[Saved entries]
---*---
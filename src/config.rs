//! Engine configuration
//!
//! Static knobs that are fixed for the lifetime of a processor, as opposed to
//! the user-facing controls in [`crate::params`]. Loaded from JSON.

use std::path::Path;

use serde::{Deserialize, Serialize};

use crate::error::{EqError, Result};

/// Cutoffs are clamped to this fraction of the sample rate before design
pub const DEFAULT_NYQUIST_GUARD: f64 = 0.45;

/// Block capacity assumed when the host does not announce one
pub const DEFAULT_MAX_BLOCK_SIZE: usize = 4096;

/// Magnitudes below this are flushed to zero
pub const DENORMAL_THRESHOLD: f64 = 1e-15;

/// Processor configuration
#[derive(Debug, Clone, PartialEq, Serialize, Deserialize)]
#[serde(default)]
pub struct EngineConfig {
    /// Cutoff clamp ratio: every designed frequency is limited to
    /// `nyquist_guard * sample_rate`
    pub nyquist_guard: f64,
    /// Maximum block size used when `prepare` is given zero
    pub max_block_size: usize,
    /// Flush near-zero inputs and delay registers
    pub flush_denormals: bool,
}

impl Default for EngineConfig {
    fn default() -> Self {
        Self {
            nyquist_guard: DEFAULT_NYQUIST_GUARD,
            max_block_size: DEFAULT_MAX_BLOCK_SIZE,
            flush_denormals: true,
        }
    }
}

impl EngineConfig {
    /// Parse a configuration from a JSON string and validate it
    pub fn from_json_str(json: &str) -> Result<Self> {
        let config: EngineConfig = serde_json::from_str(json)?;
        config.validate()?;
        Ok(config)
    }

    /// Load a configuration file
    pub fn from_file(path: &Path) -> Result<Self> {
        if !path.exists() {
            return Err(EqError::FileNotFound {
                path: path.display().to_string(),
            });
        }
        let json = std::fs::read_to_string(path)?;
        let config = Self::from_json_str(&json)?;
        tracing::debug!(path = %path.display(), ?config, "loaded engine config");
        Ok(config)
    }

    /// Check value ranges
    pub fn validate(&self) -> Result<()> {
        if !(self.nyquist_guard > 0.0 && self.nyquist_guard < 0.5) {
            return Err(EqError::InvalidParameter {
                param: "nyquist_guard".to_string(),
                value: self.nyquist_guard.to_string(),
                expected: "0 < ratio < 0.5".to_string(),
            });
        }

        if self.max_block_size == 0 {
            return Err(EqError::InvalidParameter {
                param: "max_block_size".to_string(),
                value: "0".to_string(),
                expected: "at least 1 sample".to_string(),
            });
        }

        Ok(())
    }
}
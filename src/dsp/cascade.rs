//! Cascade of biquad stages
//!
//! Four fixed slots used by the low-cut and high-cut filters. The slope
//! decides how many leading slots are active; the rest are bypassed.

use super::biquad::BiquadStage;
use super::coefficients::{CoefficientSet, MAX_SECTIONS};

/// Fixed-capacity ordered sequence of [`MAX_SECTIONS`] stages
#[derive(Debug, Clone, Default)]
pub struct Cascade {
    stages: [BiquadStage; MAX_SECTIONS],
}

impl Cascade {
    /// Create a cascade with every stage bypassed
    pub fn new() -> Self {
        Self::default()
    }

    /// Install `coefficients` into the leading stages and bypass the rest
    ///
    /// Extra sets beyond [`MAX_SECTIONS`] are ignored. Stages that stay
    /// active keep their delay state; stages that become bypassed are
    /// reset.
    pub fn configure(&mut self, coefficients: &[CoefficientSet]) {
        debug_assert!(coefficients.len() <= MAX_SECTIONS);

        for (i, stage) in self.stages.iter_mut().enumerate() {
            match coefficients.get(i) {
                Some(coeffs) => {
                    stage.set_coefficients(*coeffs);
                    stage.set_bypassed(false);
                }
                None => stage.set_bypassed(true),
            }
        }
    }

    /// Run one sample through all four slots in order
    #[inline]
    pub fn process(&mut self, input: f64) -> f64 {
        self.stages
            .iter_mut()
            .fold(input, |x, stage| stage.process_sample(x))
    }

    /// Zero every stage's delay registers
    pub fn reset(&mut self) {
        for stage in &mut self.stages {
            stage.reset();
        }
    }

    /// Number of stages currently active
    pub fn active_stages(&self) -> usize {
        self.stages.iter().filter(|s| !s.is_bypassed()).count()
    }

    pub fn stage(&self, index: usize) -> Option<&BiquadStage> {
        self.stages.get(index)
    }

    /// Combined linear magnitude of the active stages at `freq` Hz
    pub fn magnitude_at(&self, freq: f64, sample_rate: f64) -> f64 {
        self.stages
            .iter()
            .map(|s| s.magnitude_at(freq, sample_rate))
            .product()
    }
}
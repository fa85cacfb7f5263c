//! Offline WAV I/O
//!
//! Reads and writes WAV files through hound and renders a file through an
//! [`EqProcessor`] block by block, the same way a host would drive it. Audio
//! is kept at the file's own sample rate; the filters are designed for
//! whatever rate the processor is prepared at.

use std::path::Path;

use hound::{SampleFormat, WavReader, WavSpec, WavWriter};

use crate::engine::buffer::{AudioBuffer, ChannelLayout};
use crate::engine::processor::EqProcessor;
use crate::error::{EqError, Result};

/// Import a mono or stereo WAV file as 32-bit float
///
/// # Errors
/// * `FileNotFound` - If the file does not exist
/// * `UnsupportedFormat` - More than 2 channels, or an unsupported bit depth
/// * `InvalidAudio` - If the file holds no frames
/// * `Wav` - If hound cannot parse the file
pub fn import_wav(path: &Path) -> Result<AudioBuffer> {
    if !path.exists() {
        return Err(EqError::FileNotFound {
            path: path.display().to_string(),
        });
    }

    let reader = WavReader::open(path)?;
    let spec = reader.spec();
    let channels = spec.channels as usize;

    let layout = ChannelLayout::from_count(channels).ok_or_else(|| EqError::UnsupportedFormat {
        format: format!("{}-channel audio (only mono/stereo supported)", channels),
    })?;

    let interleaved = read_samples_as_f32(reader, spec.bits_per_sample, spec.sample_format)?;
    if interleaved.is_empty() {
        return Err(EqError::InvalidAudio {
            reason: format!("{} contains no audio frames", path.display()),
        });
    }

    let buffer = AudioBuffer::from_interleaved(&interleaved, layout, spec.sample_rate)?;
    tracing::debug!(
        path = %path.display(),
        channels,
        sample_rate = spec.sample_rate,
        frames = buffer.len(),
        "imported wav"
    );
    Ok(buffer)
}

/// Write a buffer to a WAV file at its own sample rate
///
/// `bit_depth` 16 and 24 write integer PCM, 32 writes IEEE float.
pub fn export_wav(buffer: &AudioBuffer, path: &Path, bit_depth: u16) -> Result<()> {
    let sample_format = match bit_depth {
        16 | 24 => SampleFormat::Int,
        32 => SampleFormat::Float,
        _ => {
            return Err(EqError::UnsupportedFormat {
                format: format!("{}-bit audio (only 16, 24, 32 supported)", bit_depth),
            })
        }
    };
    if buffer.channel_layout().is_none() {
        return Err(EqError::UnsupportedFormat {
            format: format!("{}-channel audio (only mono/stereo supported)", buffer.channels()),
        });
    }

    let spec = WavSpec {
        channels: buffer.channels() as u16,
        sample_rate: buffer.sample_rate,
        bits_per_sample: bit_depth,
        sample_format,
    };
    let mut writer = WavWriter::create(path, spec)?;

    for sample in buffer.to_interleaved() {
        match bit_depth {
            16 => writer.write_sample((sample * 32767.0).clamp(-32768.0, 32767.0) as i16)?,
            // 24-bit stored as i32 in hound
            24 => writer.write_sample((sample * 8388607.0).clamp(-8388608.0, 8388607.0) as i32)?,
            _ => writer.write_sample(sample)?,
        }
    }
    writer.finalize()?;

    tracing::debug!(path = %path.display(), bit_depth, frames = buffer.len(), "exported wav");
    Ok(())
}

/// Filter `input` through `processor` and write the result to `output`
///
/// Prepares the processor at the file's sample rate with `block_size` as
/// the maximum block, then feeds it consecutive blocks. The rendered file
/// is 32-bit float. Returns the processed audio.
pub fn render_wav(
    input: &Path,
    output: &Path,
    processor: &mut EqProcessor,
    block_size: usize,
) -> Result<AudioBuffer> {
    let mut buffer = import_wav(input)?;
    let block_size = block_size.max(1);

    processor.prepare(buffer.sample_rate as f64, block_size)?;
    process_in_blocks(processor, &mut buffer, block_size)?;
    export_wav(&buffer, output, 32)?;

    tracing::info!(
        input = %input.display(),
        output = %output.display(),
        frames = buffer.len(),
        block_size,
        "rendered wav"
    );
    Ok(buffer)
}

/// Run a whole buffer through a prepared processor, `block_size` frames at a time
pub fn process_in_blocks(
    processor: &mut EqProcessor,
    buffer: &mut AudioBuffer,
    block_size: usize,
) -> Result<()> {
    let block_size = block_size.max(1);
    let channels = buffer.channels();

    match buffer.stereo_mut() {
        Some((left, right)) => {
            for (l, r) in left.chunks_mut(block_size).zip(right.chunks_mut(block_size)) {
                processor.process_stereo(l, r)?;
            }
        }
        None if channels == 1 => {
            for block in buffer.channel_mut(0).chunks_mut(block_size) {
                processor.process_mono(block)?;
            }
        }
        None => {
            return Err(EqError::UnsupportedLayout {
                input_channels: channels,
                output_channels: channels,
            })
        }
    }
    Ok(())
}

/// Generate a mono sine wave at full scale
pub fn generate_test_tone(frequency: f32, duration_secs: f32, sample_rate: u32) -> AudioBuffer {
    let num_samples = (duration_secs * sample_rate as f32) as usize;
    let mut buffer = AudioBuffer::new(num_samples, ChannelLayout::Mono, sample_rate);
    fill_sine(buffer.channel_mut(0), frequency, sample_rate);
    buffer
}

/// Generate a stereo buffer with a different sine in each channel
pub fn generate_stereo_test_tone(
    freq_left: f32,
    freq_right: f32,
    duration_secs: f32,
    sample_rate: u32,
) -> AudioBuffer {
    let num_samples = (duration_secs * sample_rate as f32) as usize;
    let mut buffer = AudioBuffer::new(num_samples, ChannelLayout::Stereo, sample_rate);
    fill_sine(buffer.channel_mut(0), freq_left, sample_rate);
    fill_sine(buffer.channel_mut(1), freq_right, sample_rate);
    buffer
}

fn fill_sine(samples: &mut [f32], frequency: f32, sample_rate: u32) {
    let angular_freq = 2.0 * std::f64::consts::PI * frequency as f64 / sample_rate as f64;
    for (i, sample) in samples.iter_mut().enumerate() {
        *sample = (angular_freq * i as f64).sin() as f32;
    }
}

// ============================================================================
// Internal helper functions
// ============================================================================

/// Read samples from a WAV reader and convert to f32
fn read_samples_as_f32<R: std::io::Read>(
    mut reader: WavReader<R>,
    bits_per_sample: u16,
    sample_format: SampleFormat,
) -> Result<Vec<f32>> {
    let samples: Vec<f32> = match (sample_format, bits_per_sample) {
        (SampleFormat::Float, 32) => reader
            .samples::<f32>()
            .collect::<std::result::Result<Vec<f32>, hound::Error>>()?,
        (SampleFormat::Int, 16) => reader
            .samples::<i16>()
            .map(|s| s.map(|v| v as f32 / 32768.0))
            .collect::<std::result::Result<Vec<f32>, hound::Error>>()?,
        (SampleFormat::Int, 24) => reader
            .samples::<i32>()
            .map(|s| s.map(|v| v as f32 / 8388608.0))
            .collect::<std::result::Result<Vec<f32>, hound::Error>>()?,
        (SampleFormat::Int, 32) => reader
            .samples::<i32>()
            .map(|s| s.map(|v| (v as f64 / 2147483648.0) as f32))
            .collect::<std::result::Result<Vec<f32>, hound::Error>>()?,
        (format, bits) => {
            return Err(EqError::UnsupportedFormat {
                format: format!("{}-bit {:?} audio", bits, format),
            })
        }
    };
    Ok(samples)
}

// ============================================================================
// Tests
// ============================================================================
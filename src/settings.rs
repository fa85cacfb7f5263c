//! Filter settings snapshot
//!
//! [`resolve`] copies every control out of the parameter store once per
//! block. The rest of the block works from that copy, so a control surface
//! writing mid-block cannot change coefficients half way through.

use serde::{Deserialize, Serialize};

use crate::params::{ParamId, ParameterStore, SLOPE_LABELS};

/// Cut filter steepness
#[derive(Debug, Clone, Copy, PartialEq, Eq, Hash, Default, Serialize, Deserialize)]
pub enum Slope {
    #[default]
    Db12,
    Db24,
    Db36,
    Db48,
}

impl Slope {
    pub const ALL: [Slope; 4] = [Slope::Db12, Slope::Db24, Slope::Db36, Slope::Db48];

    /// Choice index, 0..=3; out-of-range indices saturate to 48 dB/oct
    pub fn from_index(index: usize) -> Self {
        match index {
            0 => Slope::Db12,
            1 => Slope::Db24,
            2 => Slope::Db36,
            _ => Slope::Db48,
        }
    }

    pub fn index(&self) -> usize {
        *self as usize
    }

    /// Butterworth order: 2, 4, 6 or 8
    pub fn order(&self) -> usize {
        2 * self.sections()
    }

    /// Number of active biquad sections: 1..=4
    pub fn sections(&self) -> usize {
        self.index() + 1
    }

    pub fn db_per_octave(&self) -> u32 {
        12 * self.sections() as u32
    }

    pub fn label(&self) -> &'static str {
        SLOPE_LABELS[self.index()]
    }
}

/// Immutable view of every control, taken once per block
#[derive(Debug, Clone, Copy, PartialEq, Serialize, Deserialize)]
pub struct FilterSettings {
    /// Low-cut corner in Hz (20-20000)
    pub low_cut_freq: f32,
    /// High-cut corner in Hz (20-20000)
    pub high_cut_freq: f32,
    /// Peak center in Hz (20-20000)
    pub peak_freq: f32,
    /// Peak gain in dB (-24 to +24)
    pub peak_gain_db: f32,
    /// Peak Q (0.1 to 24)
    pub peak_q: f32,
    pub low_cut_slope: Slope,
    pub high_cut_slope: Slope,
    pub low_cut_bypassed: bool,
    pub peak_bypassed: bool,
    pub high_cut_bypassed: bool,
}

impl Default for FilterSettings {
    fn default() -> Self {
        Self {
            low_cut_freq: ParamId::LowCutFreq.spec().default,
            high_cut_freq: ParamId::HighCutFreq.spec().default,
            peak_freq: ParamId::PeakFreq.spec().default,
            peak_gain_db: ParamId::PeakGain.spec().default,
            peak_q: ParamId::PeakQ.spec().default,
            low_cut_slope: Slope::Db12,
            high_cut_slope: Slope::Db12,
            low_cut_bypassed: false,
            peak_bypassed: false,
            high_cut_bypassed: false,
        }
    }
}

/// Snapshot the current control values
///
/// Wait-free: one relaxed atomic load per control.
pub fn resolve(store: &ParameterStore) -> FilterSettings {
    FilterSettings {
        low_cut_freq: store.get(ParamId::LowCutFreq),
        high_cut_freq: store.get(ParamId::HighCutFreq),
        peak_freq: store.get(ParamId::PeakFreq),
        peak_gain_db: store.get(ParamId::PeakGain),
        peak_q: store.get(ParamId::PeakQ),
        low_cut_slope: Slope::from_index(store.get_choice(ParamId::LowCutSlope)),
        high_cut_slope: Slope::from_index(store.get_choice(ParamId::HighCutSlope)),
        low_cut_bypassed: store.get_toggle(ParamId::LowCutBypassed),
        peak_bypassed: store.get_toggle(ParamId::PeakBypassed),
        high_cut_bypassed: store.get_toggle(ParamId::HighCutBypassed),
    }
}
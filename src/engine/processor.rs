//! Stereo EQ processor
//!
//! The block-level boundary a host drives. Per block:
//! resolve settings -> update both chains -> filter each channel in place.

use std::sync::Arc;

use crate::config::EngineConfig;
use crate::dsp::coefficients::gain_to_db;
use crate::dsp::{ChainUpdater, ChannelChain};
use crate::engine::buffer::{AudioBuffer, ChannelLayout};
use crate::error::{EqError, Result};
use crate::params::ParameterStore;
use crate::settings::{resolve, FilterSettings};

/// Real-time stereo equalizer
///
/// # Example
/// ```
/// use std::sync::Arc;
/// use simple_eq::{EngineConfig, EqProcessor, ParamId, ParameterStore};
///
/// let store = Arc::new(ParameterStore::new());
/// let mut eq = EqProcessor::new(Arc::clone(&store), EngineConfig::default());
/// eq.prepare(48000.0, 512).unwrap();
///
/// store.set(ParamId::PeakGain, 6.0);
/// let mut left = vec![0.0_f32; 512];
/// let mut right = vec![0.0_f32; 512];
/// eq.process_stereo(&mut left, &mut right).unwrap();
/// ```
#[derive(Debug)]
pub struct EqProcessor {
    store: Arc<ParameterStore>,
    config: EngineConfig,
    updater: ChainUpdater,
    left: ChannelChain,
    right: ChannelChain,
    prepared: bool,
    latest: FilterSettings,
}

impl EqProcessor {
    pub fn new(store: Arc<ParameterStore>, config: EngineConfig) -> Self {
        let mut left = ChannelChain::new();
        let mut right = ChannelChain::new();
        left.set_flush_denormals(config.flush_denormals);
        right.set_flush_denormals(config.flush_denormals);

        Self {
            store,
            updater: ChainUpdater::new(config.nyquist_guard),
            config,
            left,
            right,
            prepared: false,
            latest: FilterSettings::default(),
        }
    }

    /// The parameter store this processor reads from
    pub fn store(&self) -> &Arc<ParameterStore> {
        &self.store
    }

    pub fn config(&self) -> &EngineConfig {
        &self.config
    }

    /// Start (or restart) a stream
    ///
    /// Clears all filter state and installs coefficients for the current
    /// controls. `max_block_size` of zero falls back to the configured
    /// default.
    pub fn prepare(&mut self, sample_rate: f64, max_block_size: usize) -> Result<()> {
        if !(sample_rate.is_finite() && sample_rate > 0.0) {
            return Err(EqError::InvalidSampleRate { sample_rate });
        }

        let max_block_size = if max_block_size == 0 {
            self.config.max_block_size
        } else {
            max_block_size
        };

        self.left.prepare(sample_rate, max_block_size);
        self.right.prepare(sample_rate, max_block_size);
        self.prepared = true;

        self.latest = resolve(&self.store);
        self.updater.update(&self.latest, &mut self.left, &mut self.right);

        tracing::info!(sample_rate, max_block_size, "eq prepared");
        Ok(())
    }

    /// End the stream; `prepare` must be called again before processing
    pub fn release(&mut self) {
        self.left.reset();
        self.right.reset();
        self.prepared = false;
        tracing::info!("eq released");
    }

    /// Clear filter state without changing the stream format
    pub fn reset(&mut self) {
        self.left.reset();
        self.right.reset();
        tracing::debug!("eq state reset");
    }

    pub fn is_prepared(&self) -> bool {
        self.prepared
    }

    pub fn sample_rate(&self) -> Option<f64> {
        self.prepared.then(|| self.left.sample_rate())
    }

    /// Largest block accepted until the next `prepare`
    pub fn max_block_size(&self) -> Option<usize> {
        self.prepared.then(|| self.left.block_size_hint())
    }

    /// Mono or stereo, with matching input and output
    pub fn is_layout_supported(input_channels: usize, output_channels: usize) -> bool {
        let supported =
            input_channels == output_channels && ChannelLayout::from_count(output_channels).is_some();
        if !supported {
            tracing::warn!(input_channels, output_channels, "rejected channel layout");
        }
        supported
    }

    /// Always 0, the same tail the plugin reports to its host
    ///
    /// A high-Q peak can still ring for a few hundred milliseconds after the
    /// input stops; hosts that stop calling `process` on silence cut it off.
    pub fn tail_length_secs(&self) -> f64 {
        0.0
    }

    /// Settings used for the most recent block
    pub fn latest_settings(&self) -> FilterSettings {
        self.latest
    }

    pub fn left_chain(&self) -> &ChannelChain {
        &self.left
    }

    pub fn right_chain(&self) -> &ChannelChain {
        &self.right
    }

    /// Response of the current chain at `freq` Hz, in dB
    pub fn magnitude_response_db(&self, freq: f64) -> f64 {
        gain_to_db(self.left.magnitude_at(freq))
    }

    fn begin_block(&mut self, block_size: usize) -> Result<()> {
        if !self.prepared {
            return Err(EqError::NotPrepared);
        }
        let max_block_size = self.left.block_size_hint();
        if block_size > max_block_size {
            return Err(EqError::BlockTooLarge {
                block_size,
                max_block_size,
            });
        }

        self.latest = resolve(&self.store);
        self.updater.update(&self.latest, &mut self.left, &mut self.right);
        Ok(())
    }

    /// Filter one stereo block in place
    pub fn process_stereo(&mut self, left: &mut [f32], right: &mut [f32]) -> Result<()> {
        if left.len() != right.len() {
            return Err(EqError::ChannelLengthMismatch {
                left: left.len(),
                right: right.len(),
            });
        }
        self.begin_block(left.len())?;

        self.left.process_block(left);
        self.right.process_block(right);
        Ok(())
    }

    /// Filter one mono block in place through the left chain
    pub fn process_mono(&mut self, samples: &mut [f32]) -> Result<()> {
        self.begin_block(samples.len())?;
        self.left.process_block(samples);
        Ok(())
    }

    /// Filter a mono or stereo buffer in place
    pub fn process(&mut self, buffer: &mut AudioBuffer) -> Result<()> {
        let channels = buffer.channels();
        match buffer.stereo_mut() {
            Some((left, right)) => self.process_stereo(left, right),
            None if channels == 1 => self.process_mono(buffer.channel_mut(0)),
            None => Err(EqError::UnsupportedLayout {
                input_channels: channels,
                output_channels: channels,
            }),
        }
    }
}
---*---
* Work instruction *
Tell me how many lines in the data include "slots", giving only the number.

* Solution to this problem *
3